(SOURCE RECORDS)

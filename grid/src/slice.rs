use std::ops::{Index, IndexMut};

use misc::*;

use crate::error::{GridError, GridResult};

/// Read-only view of one depth slice of a [Grid3D](crate::Grid3D), indexed like a 2D grid:
/// `slice[y][x]` or `slice.at(y, x)`.
#[derive(Debug, Copy, Clone)]
pub struct Slice<'a, T> {
    data: &'a [T],
    width: usize,
    height: usize,
    z: usize,
}

/// Mutable view of one depth slice of a [Grid3D](crate::Grid3D)
#[derive(Debug)]
pub struct SliceMut<'a, T> {
    data: &'a mut [T],
    width: usize,
    height: usize,
    z: usize,
}

macro_rules! slice_common {
    ($ty:ident) => {
        impl<'a, T> $ty<'a, T> {
            pub fn width(&self) -> usize {
                self.width
            }

            pub fn height(&self) -> usize {
                self.height
            }

            /// Depth of this slice in its grid
            pub fn z(&self) -> usize {
                self.z
            }

            pub fn as_slice(&self) -> &[T] {
                &*self.data
            }

            pub fn at(&self, y: usize, x: usize) -> GridResult<&T> {
                if x < self.width && y < self.height {
                    Ok(&self.data[x + y * self.width])
                } else {
                    Err(self.out_of_range(x, y))
                }
            }

            pub fn row(&self, y: usize) -> GridResult<&[T]> {
                if y < self.height {
                    Ok(&self.data[y * self.width..(y + 1) * self.width])
                } else {
                    Err(self.out_of_range(0, y))
                }
            }

            pub fn rows(&self) -> impl ExactSizeIterator<Item = &[T]> + '_ {
                let w = self.width;
                (0..self.height).map(move |y| &self.data[y * w..(y + 1) * w])
            }

            fn out_of_range(&self, x: usize, y: usize) -> GridError {
                GridError::out_of_range([x as i64, y as i64], [self.width, self.height])
            }
        }

        /// Row `y`. Panics if out of range.
        impl<'a, T> Index<usize> for $ty<'a, T> {
            type Output = [T];

            fn index(&self, y: usize) -> &Self::Output {
                match self.row(y) {
                    Ok(row) => row,
                    Err(e) => panic!("{}", e),
                }
            }
        }
    };
}

slice_common!(Slice);
slice_common!(SliceMut);

impl<'a, T> Slice<'a, T> {
    pub(crate) fn new(data: &'a [T], width: usize, height: usize, z: usize) -> Self {
        debug_assert_eq!(data.len(), width * height);
        Self {
            data,
            width,
            height,
            z,
        }
    }
}

impl<'a, T> SliceMut<'a, T> {
    pub(crate) fn new(data: &'a mut [T], width: usize, height: usize, z: usize) -> Self {
        debug_assert_eq!(data.len(), width * height);
        Self {
            data,
            width,
            height,
            z,
        }
    }

    pub fn as_mut_slice(&mut self) -> &mut [T] {
        &mut *self.data
    }

    pub fn at_mut(&mut self, y: usize, x: usize) -> GridResult<&mut T> {
        if x < self.width && y < self.height {
            Ok(&mut self.data[x + y * self.width])
        } else {
            Err(self.out_of_range(x, y))
        }
    }

    pub fn row_mut(&mut self, y: usize) -> GridResult<&mut [T]> {
        if y < self.height {
            let w = self.width;
            Ok(&mut self.data[y * w..(y + 1) * w])
        } else {
            Err(self.out_of_range(0, y))
        }
    }

    /// Sets every cell in the slice
    pub fn fill(&mut self, value: T)
    where
        T: Clone,
    {
        self.data.fill(value);
    }
}

impl<'a, T> IndexMut<usize> for SliceMut<'a, T> {
    fn index_mut(&mut self, y: usize) -> &mut Self::Output {
        match self.row_mut(y) {
            Ok(row) => row,
            Err(e) => panic!("{}", e),
        }
    }
}

/// Same layout as a [Grid2D](crate::Grid2D): one row per line
impl<T: Display> Display for Slice<'_, T> {
    fn fmt(&self, f: &mut Formatter<'_>) -> FmtResult {
        for row in self.rows() {
            writeln!(f, "{}", row.iter().format(" "))?;
        }
        Ok(())
    }
}

#[cfg(test)]
mod tests {
    use super::*;

    #[test]
    fn rows_and_cells() {
        let data = [1, 2, 3, 4, 5, 6];
        let slice = Slice::new(&data, 3, 2, 4);

        assert_eq!(slice.z(), 4);
        assert_eq!(slice[1], [4, 5, 6]);
        assert_eq!(slice[0][2], 3);
        assert_eq!(*slice.at(1, 0).unwrap(), 4);
        assert_eq!(slice.rows().count(), 2);

        let err = slice.at(0, 3).unwrap_err();
        assert_eq!(err, GridError::out_of_range([3, 0], [3, 2]));
        assert!(slice.row(2).is_err());
    }

    #[test]
    #[should_panic]
    fn row_index_out_of_range_panics() {
        let data = [0u8; 4];
        let slice = Slice::new(&data, 2, 2, 0);
        let _ = &slice[2];
    }

    #[test]
    fn mutate() {
        let mut data = vec![0; 6];
        {
            let mut slice = SliceMut::new(&mut data, 2, 3, 0);
            slice[2][0] = 7;
            *slice.at_mut(0, 1).unwrap() = 8;
            assert!(slice.at_mut(3, 0).is_err());
            assert_eq!(slice.as_slice(), &[0, 8, 0, 0, 7, 0]);
        }
        assert_eq!(data, [0, 8, 0, 0, 7, 0]);

        SliceMut::new(&mut data, 3, 2, 1).fill(1);
        assert_eq!(data, [1; 6]);
    }
}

(End SOURCE RECORDS)

**WHAT YOU HAVE TO DO**
Copy out the full set of records precisely, leaving nothing out.

**RESPONSE AREA**
filename grid/src/slice.rs
use std::ops::{Index, IndexMut};

use misc::*;

use crate::error::{GridError, GridResult};

/// Read-only view of one depth slice of a [Grid3D](crate::Grid3D), indexed like a 2D grid:
/// `slice[y][x]` or `slice.at(y, x)`.
#[derive(Debug, Copy, Clone)]
pub struct Slice<'a, T> {
    data: &'a [T],
    width: usize,
    height: usize,
    z: usize,
}

/// Mutable view of one depth slice of a [Grid3D](crate::Grid3D)
#[derive(Debug)]
pub struct SliceMut<'a, T> {
    data: &'a mut [T],
    width: usize,
    height: usize,
    z: usize,
}

macro_rules! slice_common {
    ($ty:ident) => {
        impl<'a, T> $ty<'a, T> {
            pub fn width(&self) -> usize {
                self.width
            }

            pub fn height(&self) -> usize {
                self.height
            }

            /// Depth of this slice in its grid
            pub fn z(&self) -> usize {
                self.z
            }

            pub fn as_slice(&self) -> &[T] {
                &*self.data
            }

            pub fn at(&self, y: usize, x: usize) -> GridResult<&T> {
                if x < self.width && y < self.height {
                    Ok(&self.data[x + y * self.width])
                } else {
                    Err(self.out_of_range(x, y))
                }
            }

            pub fn row(&self, y: usize) -> GridResult<&[T]> {
                if y < self.height {
                    Ok(&self.data[y * self.width..(y + 1) * self.width])
                } else {
                    Err(self.out_of_range(0, y))
                }
            }

            pub fn rows(&self) -> impl ExactSizeIterator<Item = &[T]> + '_ {
                let w = self.width;
                (0..self.height).map(move |y| &self.data[y * w..(y + 1) * w])
            }

            fn out_of_range(&self, x: usize, y: usize) -> GridError {
                GridError::out_of_range([x as i64, y as i64], [self.width, self.height])
            }
        }

        /// Row `y`. Panics if out of range.
        impl<'a, T> Index<usize> for $ty<'a, T> {
            type Output = [T];

            fn index(&self, y: usize) -> &Self::Output {
                match self.row(y) {
                    Ok(row) => row,
                    Err(e) => panic!("{}", e),
                }
            }
        }
    };
}

slice_common!(Slice);
slice_common!(SliceMut);

impl<'a, T> Slice<'a, T> {
    pub(crate) fn new(data: &'a [T], width: usize, height: usize, z: usize) -> Self {
        debug_assert_eq!(data.len(), width * height);
        Self {
            data,
            width,
            height,
            z,
        }
    }
}

impl<'a, T> SliceMut<'a, T> {
    pub(crate) fn new(data: &'a mut [T], width: usize, height: usize, z: usize) -> Self {
        debug_assert_eq!(data.len(), width * height);
        Self {
            data,
            width,
            height,
            z,
        }
    }

    pub fn as_mut_slice(&mut self) -> &mut [T] {
        &mut *self.data
    }

    pub fn at_mut(&mut self, y: usize, x: usize) -> GridResult<&mut T> {
        if x < self.width && y < self.height {
            Ok(&mut self.data[x + y * self.width])
        } else {
            Err(self.out_of_range(x, y))
        }
    }

    pub fn row_mut(&mut self, y: usize) -> GridResult<&mut [T]> {
        if y < self.height {
            let w = self.width;
            Ok(&mut self.data[y * w..(y + 1) * w])
        } else {
            Err(self.out_of_range(0, y))
        }
    }

    /// Sets every cell in the slice
    pub fn fill(&mut self, value: T)
    where
        T: Clone,
    {
        self.data.fill(value);
    }
}

impl<'a, T> IndexMut<usize> for SliceMut<'a, T> {
    fn index_mut(&mut self, y: usize) -> &mut Self::Output {
        match self.row_mut(y) {
            Ok(row) => row,
            Err(e) => panic!("{}", e),
        }
    }
}

/// Same layout as a [Grid2D](crate::Grid2D): one row per line
impl<T: Display> Display for Slice<'_, T> {
    fn fmt(&self, f: &mut Formatter<'_>) -> FmtResult {
        for row in self.rows() {
            writeln!(f, "{}", row.iter().format(" "))?;
        }
        Ok(())
    }
}

#[cfg(test)]
mod tests {
    use super::*;

    #[test]
    fn rows_and_cells() {
        let data = [1, 2, 3, 4, 5, 6];
        let slice = Slice::new(&data, 3, 2, 4);

        assert_eq!(slice.z(), 4);
        assert_eq!(slice[1], [4, 5, 6]);
        assert_eq!(slice[0][2], 3);
        assert_eq!(*slice.at(1, 0).unwrap(), 4);
        assert_eq!(slice.rows().count(), 2);

        let err = slice.at(0, 3).unwrap_err();
        assert_eq!(err, GridError::out_of_range([3, 0], [3, 2]));
        assert!(slice.row(2).is_err());
    }

    #[test]
    #[should_panic]
    fn row_index_out_of_range_panics() {
        let data = [0u8; 4];
        let slice = Slice::new(&data, 2, 2, 0);
        let _ = &slice[2];
    }

    #[test]
    fn mutate() {
        let mut data = vec![0; 6];
        {
            let mut slice = SliceMut::new(&mut data, 2, 3, 0);
            slice[2][0] = 7;
            *slice.at_mut(0, 1).unwrap() = 8;
            assert!(slice.at_mut(3, 0).is_err());
            assert_eq!(slice.as_slice(), &[0, 8, 0, 0, 7, 0]);
        }
        assert_eq!(data, [0, 8, 0, 0, 7, 0]);

        SliceMut::new(&mut data, 3, 2, 1).fill(1);
        assert_eq!(data, [1; 6]);
    }
}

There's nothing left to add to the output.